Game Preview 08.01.2023 EHC Kloten - EVZ

national league
Sonntag, 08.01.2023 // 08:00 Uhr

Der EVZ gastiert am Sonntagabend (20.00 Uhr) beim Aufsteiger EHC Kloten.

Der erste Höhepunkt des Jahres wirft seine Schatten voraus: Am Montag fliegt der EVZ nach Tampere, dort findet am Dienstag um 17.30 Uhr das Halbfinal-Hinspiel in der Champions Hockey League gegen den finnischen Rekordmeister Tappara Tampere statt. Doch zuerst heisst es noch einmal: Volle Konzentration auf die National League! Dort treffen die Zuger am Sonntag in der stimo arena am Klotener Schluefweg auf Tabellennachbar EHC Kloten – eine wichtige Partie im Kampf um die direkte Playoff-Qualifikation.

Die Zuger sind gut ins neue Jahr gestartet und haben mit dem 8:1-Auswärtssieg gegen Ajoie und dem 6:0-Heimsieg gegen Lausanne ein klares Statement abgegeben. Die Phase der defensiven Instabilität scheint mit der Rückkehr von Nico Gross und der Verpflichtung von Adam Almquist für den Langzeitverletzten Niklas Hansson überwunden, Torhüter Leonardo Genoni unterstrich mit dem 3. Shutout gegen Lausanne, dass er seine Meisterform wieder gefunden hat, und die mit 14:1 Toren beeindruckende Offensivausbeute in den letzten beiden Spielen hat endlich auch das Minuszeichen vor der Tordifferenz (aktuell 104:104) ausradiert.
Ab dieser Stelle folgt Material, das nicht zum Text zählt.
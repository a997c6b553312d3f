use crate::browse::filter::Filters;
use crate::browse::group::GroupBy;
use crate::browse::sort::{SortDirection, SortKey};
use crate::browse::{ListPage, ListQuery};
use crate::domain::insights::{format_count, format_currency};
use crate::domain::PropertyView;
use crate::templates::components::{empty_state, status_badge};
use maud::{html, Markup};

/// Id of the form that checkbox columns attach to.
pub const BULK_FORM_ID: &str = "bulk-form";

/// Sortable table of properties. Header links re-request `base` with the
/// toggled sort; checkboxes (when `selectable`) submit with the bulk form.
pub fn property_table(
    base: &str,
    query: &ListQuery,
    rows: &[PropertyView],
    selectable: bool,
) -> Markup {
    html! {
        table class="property-table" {
            thead {
                tr {
                    @if selectable { th { span class="sr-only" { "Select" } } }
                    @for key in SortKey::ALL {
                        th {
                            a href=(format!("{base}?{}", query.sorted_by(key).to_query())) {
                                (key.label())
                                @if query.sort == key {
                                    @match query.direction {
                                        SortDirection::Asc => " ▲",
                                        SortDirection::Desc => " ▼",
                                    }
                                }
                            }
                        }
                    }
                }
            }
            tbody {
                @for p in rows {
                    tr {
                        @if selectable {
                            td {
                                input type="checkbox" name="ids" value=(p.id) form=(BULK_FORM_ID)
                                    aria-label=(format!("Select {}", p.address));
                            }
                        }
                        td { a href=(format!("/properties/{}", p.id)) { (display_address(p)) } }
                        td { (format_count(p.bedrooms)) }
                        td { (format_count(p.bathrooms)) }
                        td { (p.layout_type) }
                        td {
                            @if p.square_footage > 0.0 { (format_count(p.square_footage)) " sq ft" } @else { "—" }
                        }
                        td {
                            @if p.price() > 0.0 { (format_currency(p.price())) } @else { "—" }
                        }
                        td {
                            @if let Some(created) = p.created_at { (created.format("%b %e, %Y").to_string()) }
                        }
                        td { (status_badge(&p.status)) }
                    }
                }
            }
        }
    }
}

fn display_address(p: &PropertyView) -> &str {
    if p.address.is_empty() {
        "Untitled property"
    } else {
        &p.address
    }
}

/// The list body: grouped sections, or one table with a "load more" link.
pub fn property_list(base: &str, query: &ListQuery, page: &ListPage, selectable: bool) -> Markup {
    html! {
        div id="property-list" {
            p class="muted" {
                (page.matched) " matching " (if page.matched == 1 { "property" } else { "properties" })
            }
            @if page.matched == 0 {
                (empty_state(if query.filters.is_active() {
                    "No properties match these filters."
                } else {
                    "No properties yet. Upload a floor plan to get started."
                }))
            } @else if let Some(groups) = &page.groups {
                @for (name, members) in groups {
                    section class="group" {
                        h3 { (name) " " span class="muted" { "(" (members.len()) ")" } }
                        (property_table(base, query, members, selectable))
                    }
                }
            } @else {
                (property_table(base, query, &page.visible, selectable))
                @if page.has_more {
                    a class="btn btn-secondary load-more"
                        href=(format!("{base}?{}", query.load_more().to_query()))
                        hx-get=(format!("{base}?{}", query.load_more().to_query()))
                        hx-target="#property-list"
                        hx-select="#property-list"
                        hx-swap="outerHTML"
                        hx-push-url="true"
                    { "Load more" }
                }
            }
        }
    }
}

/// Search, filter and grouping controls. Submitting keeps the sort.
pub fn filter_form(base: &str, query: &ListQuery, neighborhoods: &[String]) -> Markup {
    let f: &Filters = &query.filters;
    html! {
        form class="filters" method="get" action=(base)
            hx-get=(base) hx-target="#property-list" hx-select="#property-list"
            hx-swap="outerHTML" hx-push-url="true"
            hx-trigger="submit, input changed delay:300ms from:input[name='q']"
        {
            input type="hidden" name="sort" value=(query.sort.as_str());
            input type="hidden" name="dir" value=(query.direction.as_str());
            input type="search" name="q" placeholder="Search by address" value=(f.search);
            select name="neighborhood" {
                option value="" { "All neighborhoods" }
                @for n in neighborhoods {
                    option value=(n) selected[f.neighborhood.as_deref() == Some(n.as_str())] { (n) }
                }
            }
            select name="beds" {
                option value="" { "Any beds" }
                @for n in 0..=5u32 {
                    option value=(n) selected[f.bedrooms == Some(n)] { (n) " bd" }
                }
            }
            input type="number" name="min_sqft" min="0" placeholder="Min sq ft"
                value=[f.min_sqft.map(format_count)];
            input type="number" name="max_sqft" min="0" placeholder="Max sq ft"
                value=[f.max_sqft.map(format_count)];
            select name="group" {
                @for (g, label) in [(GroupBy::None, "No grouping"), (GroupBy::Building, "Group by building"), (GroupBy::Neighborhood, "Group by neighborhood")] {
                    option value=(g.as_str()) selected[query.group == g] { (label) }
                }
            }
            button type="submit" class="btn" { "Apply" }
            @if f.is_active() || query.group != GroupBy::None {
                a href=(base) class="btn btn-link" { "Clear" }
            }
        }
    }
}
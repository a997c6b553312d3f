use crate::errors::ServerError;
use crate::responses::ResultResp;
use astra::{Body, ResponseBuilder};

/// 303 See Other, so the browser follows a POST with a GET.
pub fn redirect(location: &str) -> ResultResp {
    ResponseBuilder::new()
        .status(303)
        .header("Location", location)
        .body(Body::empty())
        .map_err(|_| ServerError::InternalError)
}

pub fn text_response(body: &str) -> ResultResp {
    ResponseBuilder::new()
        .status(200)
        .header("Content-Type", "text/plain; charset=utf-8")
        .body(Body::from(body.to_string()))
        .map_err(|_| ServerError::InternalError)
}
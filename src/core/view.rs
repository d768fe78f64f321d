use crate::core::constants::{DEFAULT_LATITUDE, DEFAULT_LONGITUDE, DEFAULT_ZOOM, ZOOM_DELTA};
use crate::core::geo::LatLng;
use serde::{Deserialize, Serialize};

/// Serializable camera descriptor: where the map is looking.
///
/// The view state is owned by the surrounding application; the core only
/// reads it and proposes updates (see [`crate::map::RunMap::on_view_change`]).
#[derive(Debug, Clone, Copy, PartialEq, Serialize, Deserialize)]
pub struct ViewState {
    #[serde(default = "default_latitude")]
    pub latitude: f64,
    #[serde(default = "default_longitude")]
    pub longitude: f64,
    #[serde(default = "default_zoom")]
    pub zoom: f64,
}

fn default_latitude() -> f64 {
    DEFAULT_LATITUDE
}

fn default_longitude() -> f64 {
    DEFAULT_LONGITUDE
}

fn default_zoom() -> f64 {
    DEFAULT_ZOOM
}

impl ViewState {
    pub fn new(latitude: f64, longitude: f64, zoom: f64) -> Self {
        Self {
            latitude,
            longitude,
            zoom,
        }
        .sanitized()
    }

    /// Replaces non-finite fields and invalid zoom with the documented
    /// defaults. The default view is a deliberate world view, not an
    /// arbitrary fallback.
    pub fn sanitized(mut self) -> Self {
        if !self.latitude.is_finite() {
            self.latitude = DEFAULT_LATITUDE;
        }
        if !self.longitude.is_finite() {
            self.longitude = DEFAULT_LONGITUDE;
        }
        if !self.zoom.is_finite() || self.zoom < 0.0 {
            self.zoom = DEFAULT_ZOOM;
        }
        self
    }

    /// The camera center as a coordinate.
    pub fn center(&self) -> LatLng {
        LatLng::new(self.latitude, self.longitude)
    }

    /// A copy of this view with the zoom moved by `delta`, floored at 0.
    pub fn with_zoom_delta(&self, delta: f64) -> Self {
        Self {
            zoom: (self.zoom + delta).max(0.0),
            ..*self
        }
    }

    /// One zoom step in.
    pub fn zoomed_in(&self) -> Self {
        self.with_zoom_delta(ZOOM_DELTA)
    }

    /// One zoom step out.
    pub fn zoomed_out(&self) -> Self {
        self.with_zoom_delta(-ZOOM_DELTA)
    }
}

impl Default for ViewState {
    fn default() -> Self {
        Self {
            latitude: DEFAULT_LATITUDE,
            longitude: DEFAULT_LONGITUDE,
            zoom: DEFAULT_ZOOM,
        }
    }
}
Der Aufwärtstrend in der nationalen Meisterschaft soll nun auch gegen den EHC Kloten bestätigt werden, den man in dieser Saison schon zweimal geschlagen hat: überlegen 5:1 beim ersten Gastspiel am 10. Oktober in der Flughafenstadt, eher glücklich 5:4 beim letzten Aufeinandertreffen am 5. November in der BOSSARD Arena, als man bis zur letzten Sekunde um den Sieg zittern musste.

Doch aufgepasst - Kloten ist so etwas wie der doppelte Aufsteiger im Schweizer Eishockey: Der Aufsteiger der letzten Saison aus der Swiss League und der Aufsteiger bzw. die Überraschungsmannschaft der laufenden Saison in der National League! Nach bald zwei Dritteln der Qualifikation liegt der fünffache Meister von 1967 und 1993 bis 1996 nur einen Rang und zwei Punkte hinter dem amtierenden Meister. Das Team von Jeff Tomlinson, der seinen Posten als Head Coach Ende Saison aus gesundheitlichen Gründen abgeben muss, hat sich in der höchsten Liga etabliert und zu einem Anwärter auf die Top 6 entwickelt.
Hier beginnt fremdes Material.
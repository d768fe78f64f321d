//! Raster-tile backend adapter.
//!
//! Models a classic slippy-tile engine: a basemap tile layer plus a layer
//! group that is cleared and redrawn as one unit per update. At big-map
//! zooms in the domestic locale the selector hands this backend the region
//! aggregate, which *replaces* the route layer entirely: regions are drawn
//! as stroked outlines in the route style, and no start/end markers appear.

use crate::data::geojson::Geometry;
use crate::map::camera::CameraFit;
use crate::map::style::RouteStyle;
use crate::render::{
    impl_adapter_core, marker, AdapterCore, DrawCommand, LineRenderStyle, RenderAdapter, Scene,
};
use crate::Result;

/// Holds no configuration of its own; everything it draws comes from the
/// scene, so one `MapConfig` governs selection, styling, and the basemap.
#[derive(Default)]
pub struct RasterAdapter {
    core: AdapterCore,
}

impl RasterAdapter {
    pub fn new() -> Self {
        Self::default()
    }

    fn line_style(style: &RouteStyle) -> LineRenderStyle {
        LineRenderStyle {
            color: style.color,
            width: style.weight,
            opacity: style.opacity,
            dash_pattern: style.dash_pattern.map(Vec::from).unwrap_or_default(),
            blur: 0.0,
            round_caps: false,
        }
    }
}

impl RenderAdapter for RasterAdapter {
    impl_adapter_core!(core);

    fn update(&mut self, scene: &Scene<'_>) -> Result<()> {
        let mut layers = vec![DrawCommand::TileLayer {
            url_template: scene.config.tile_url.clone(),
            attribution: scene.config.attribution.clone(),
        }];

        // Route pass over whatever the selector chose to display. Polygon
        // features (the region aggregate) are stroked with the same style.
        let line_style = Self::line_style(scene.style);
        for feature in &scene.selection.display.features {
            match &feature.geometry {
                Geometry::LineString { coordinates } if !coordinates.is_empty() => {
                    layers.push(DrawCommand::Polyline {
                        points: feature.geometry.positions().collect(),
                        style: line_style.clone(),
                    });
                }
                Geometry::LineString { .. } => {}
                polygon => {
                    for ring in polygon.exterior_rings() {
                        if !ring.is_empty() {
                            layers.push(DrawCommand::Polyline {
                                points: ring,
                                style: line_style.clone(),
                            });
                        }
                    }
                }
            }
        }

        // Markers belong to the route layer; when the aggregate replaced it
        // there is no single run and none are drawn.
        layers.extend(marker::single_run_markers(scene.selection.display));

        let camera = scene.camera.map(CameraFit::to_command);
        self.core.submit(layers, camera)
    }
}

#[cfg(test)]
mod tests {
    use super::*;
    use crate::core::config::{Locale, MapConfig};
    use crate::core::view::ViewState;
    use crate::data::geojson::FeatureCollection;
    use crate::data::regions::RegionDataset;
    use crate::map::{camera, overlay, selector, style};
    use crate::render::MemorySurface;
    use fxhash::FxHashSet;

    fn run_update(
        adapter: &mut RasterAdapter,
        tracks: &FeatureCollection,
        view: ViewState,
        locale: Locale,
        regions: &RegionDataset,
        config: &MapConfig,
    ) {
        let selection = selector::select(tracks, &view, locale, regions);
        let resolved = style::resolve(selection.is_big_map, selection.is_single_run, config);
        let fit = camera::fit(selection.display, selection.is_single_run);
        let gate = overlay::overlay(locale, selection.is_big_map, &FxHashSet::default());
        let scene = Scene {
            tracks,
            selection: &selection,
            style: &resolved,
            camera: fit.as_ref(),
            overlay: &gate,
            regions,
            config,
        };
        adapter.update(&scene).unwrap();
    }

    #[test]
    fn test_update_replaces_previous_frame() {
        let config = MapConfig::default();
        let mut adapter = RasterAdapter::new();
        let (surface, log) = MemorySurface::new();
        adapter.mount(Box::new(surface)).unwrap();

        let tracks = FeatureCollection::from_tracks(vec![vec![[10.0, 1.0], [20.0, 5.0]]]);
        let regions = RegionDataset::default();
        let view = ViewState::new(20.0, 20.0, 5.0);

        run_update(&mut adapter, &tracks, view, Locale::International, &regions, &config);
        let first_len = adapter.commands().len();
        run_update(&mut adapter, &tracks, view, Locale::International, &regions, &config);

        // Idempotent: repeated identical updates do not accumulate layers.
        assert_eq!(adapter.commands().len(), first_len);
        assert_eq!(log.borrow().frames.len(), 2);
        assert_eq!(log.borrow().frames[0], log.borrow().frames[1]);
    }

    #[test]
    fn test_basemap_comes_from_scene_config() {
        let mut config = MapConfig::default();
        config.tile_url = "https://tiles.example.com/{z}/{x}/{y}.png".to_string();
        config.attribution = "example tiles".to_string();

        let mut adapter = RasterAdapter::new();
        let (surface, _log) = MemorySurface::new();
        adapter.mount(Box::new(surface)).unwrap();

        let tracks = FeatureCollection::default();
        let regions = RegionDataset::default();
        run_update(
            &mut adapter,
            &tracks,
            ViewState::new(20.0, 20.0, 5.0),
            Locale::International,
            &regions,
            &config,
        );

        match &adapter.commands()[0] {
            DrawCommand::TileLayer {
                url_template,
                attribution,
            } => {
                assert_eq!(url_template, &config.tile_url);
                assert_eq!(attribution, &config.attribution);
            }
            other => panic!("expected tile layer, got {:?}", other),
        }
    }

    #[test]
    fn test_big_map_domestic_replaces_routes_with_regions() {
        let config = MapConfig::default().with_locale(Locale::Domestic);
        let mut adapter = RasterAdapter::new();
        let (surface, _log) = MemorySurface::new();
        adapter.mount(Box::new(surface)).unwrap();

        let tracks = FeatureCollection::from_tracks(vec![vec![[10.0, 1.0], [20.0, 5.0]]]);
        let regions = RegionDataset::default();
        run_update(
            &mut adapter,
            &tracks,
            ViewState::new(20.0, 20.0, 2.0),
            Locale::Domestic,
            &regions,
            &config,
        );

        let polylines = adapter
            .commands()
            .iter()
            .filter(|c| matches!(c, DrawCommand::Polyline { .. }))
            .count();
        // One outline per region, none for the replaced track.
        assert_eq!(polylines, regions.collection().features.len());
        // The replaced route layer carries no markers.
        assert!(!adapter
            .commands()
            .iter()
            .any(|c| matches!(c, DrawCommand::Marker { .. })));
    }

    #[test]
    fn test_empty_collection_draws_basemap_only_and_no_fit() {
        let config = MapConfig::default();
        let mut adapter = RasterAdapter::new();
        let (surface, _log) = MemorySurface::new();
        adapter.mount(Box::new(surface)).unwrap();

        let tracks = FeatureCollection::default();
        let regions = RegionDataset::default();
        run_update(
            &mut adapter,
            &tracks,
            ViewState::new(20.0, 20.0, 5.0),
            Locale::International,
            &regions,
            &config,
        );

        let commands = adapter.commands();
        assert_eq!(commands.len(), 1);
        assert!(matches!(commands[0], DrawCommand::TileLayer { .. }));
    }
}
An dieser Feststellung ändert auch der mit zwei Niederlagen nach Verlängerung resultatmässig missglückte Start ins Jahr 2023 nichts. Bei der 2:3-Heimniederlage gegen Fribourg führten die Flieger bis zur 58. Minute noch mit 2:1, bei der 4:5-Auswärtsniederlage am Freitag in Biel lagen sie nach 27 Minuten sogar mit 4:1 in Führung. Das tragende Gerüst der Mannschaft bilden der ex-Zuger Sandro Zurkirchen und der Finne Juha Metsola im Tor und die fünf ausländischen Feldspieler, angeführt vom kanadischen Topscorer Jonathan Ang (33 Punkte) und dem Finnen Miro Aaltonen im Sturm sowie dem schwedischen Routinier Lucas Ekestahl Jonsson (letzte Saison European Champion mit Rögle) in der Abwehr.
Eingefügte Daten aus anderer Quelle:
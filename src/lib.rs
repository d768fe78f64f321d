//! # runmap
//!
//! A map-rendering coordination core for presenting running routes.
//!
//! Given a geometry collection and a view state, the crate derives what to
//! draw (route set or region aggregate), how to draw it (line weight,
//! opacity, dash pattern), and where to point the camera (two-point or
//! bounding-box fit), then drives one of two interchangeable rendering
//! backends (a raster-tile adapter and a vector-tile adapter) through a
//! single [`render::RenderAdapter`] contract.

pub mod core;
pub mod data;
pub mod map;
pub mod prelude;
pub mod render;

pub use crate::core::constants;

// Re-export public API
pub use crate::core::{
    config::{Locale, MapConfig},
    geo::{LatLng, LatLngBounds},
    view::ViewState,
};

pub use crate::data::{
    geojson::{Feature, FeatureCollection, Geometry},
    regions::RegionDataset,
};

pub use crate::map::{
    camera::{fit, CameraFit},
    overlay::{overlay, RegionOverlay},
    selector::{select, Selection},
    style::{resolve, RouteStyle},
    RunMap,
};

pub use crate::render::{
    raster::RasterAdapter, vector::VectorAdapter, Color, DrawCommand, DrawSurface, RenderAdapter,
};

/// Result type used throughout the library
pub type Result<T> = std::result::Result<T, MapError>;

/// Common error types
#[derive(Debug, thiserror::Error)]
pub enum MapError {
    #[error("Serialization error: {0}")]
    Serialization(#[from] serde_json::Error),

    #[error("Mount error: {0}")]
    Mount(String),

    #[error("Render error: {0}")]
    Render(String),

    #[error("Parse error: {0}")]
    ParseError(String),
}

/// Error type alias for convenience
pub type Error = MapError;
//! Vector-tile backend adapter.
//!
//! Models a GL-style vector engine: a basemap style document, an optional
//! province-fill pass, and a route line pass. Unlike the raster backend,
//! the region aggregate never replaces the routes here; it feeds only the
//! fill pass, and the raw tracks stay on screen at every zoom. The vector
//! engine always takes a dash array, so solid lines are expressed as [2, 0].

use crate::core::constants::{PROVINCE_FILL_OPACITY, SOLID_PATTERN};
use crate::data::geojson::Geometry;
use crate::map::camera::CameraFit;
use crate::map::style::{self, RouteStyle};
use crate::render::{
    impl_adapter_core, marker, AdapterCore, DrawCommand, FillRenderStyle, LineRenderStyle,
    RenderAdapter, Scene,
};
use crate::Result;

/// Holds no configuration of its own; everything it draws comes from the
/// scene, so one `MapConfig` governs selection, styling, and the basemap.
#[derive(Default)]
pub struct VectorAdapter {
    core: AdapterCore,
}

impl VectorAdapter {
    pub fn new() -> Self {
        Self::default()
    }

    fn line_style(style: &RouteStyle) -> LineRenderStyle {
        LineRenderStyle {
            color: style.color,
            width: style.weight,
            opacity: style.opacity,
            dash_pattern: style.dash_pattern.unwrap_or(SOLID_PATTERN).to_vec(),
            blur: 1.0,
            round_caps: true,
        }
    }
}

impl RenderAdapter for VectorAdapter {
    impl_adapter_core!(core);

    fn update(&mut self, scene: &Scene<'_>) -> Result<()> {
        let mut layers = vec![DrawCommand::StyleLayer {
            style_url: scene.config.style_url.clone(),
        }];

        // Province fill pass, gated and filtered to the highlighted names.
        if scene.overlay.enabled {
            let fill = FillRenderStyle {
                color: scene.config.province_fill_color,
                opacity: PROVINCE_FILL_OPACITY,
            };
            for feature in scene.regions.filter_named(&scene.overlay.names) {
                for ring in feature.geometry.exterior_rings() {
                    if !ring.is_empty() {
                        layers.push(DrawCommand::RegionFill {
                            name: feature.name().map(String::from),
                            ring,
                            style: fill.clone(),
                        });
                    }
                }
            }
        }

        // Route pass: always the raw tracks, never the aggregate. The
        // single-run flag is therefore derived from the raw tracks too; the
        // selection's flag describes the display geometry, which at domestic
        // big-map zooms is the aggregate. A lone run keeps its full-opacity,
        // solid highlight here even while the fill data is selected.
        let resolved = style::resolve(
            scene.selection.is_big_map,
            scene.tracks.is_single_run(),
            scene.config,
        );
        let line_style = Self::line_style(&resolved);
        for feature in &scene.tracks.features {
            if let Geometry::LineString { coordinates } = &feature.geometry {
                if !coordinates.is_empty() {
                    layers.push(DrawCommand::Polyline {
                        points: feature.geometry.positions().collect(),
                        style: line_style.clone(),
                    });
                }
            }
        }

        // Markers follow the raw tracks: a single run stays highlighted
        // even while the fill pass is showing.
        layers.extend(marker::single_run_markers(scene.tracks));

        let camera = scene.camera.map(CameraFit::to_command);
        self.core.submit(layers, camera)
    }
}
Die Zuger müssen in Kloten auf den rekonvaleszenten Niklas Hansson und den angeschlagenen Dario Simion verzichten, dafür steht Justin Abdelkader nach seinen zwei Spielsperren wieder zur Verfügung. Dank einem Tor und zwei Assists gegen Lausanne ist Grégory Hofmann (32 Punkte) wieder mit dem Helm des Topscorers unterwegs.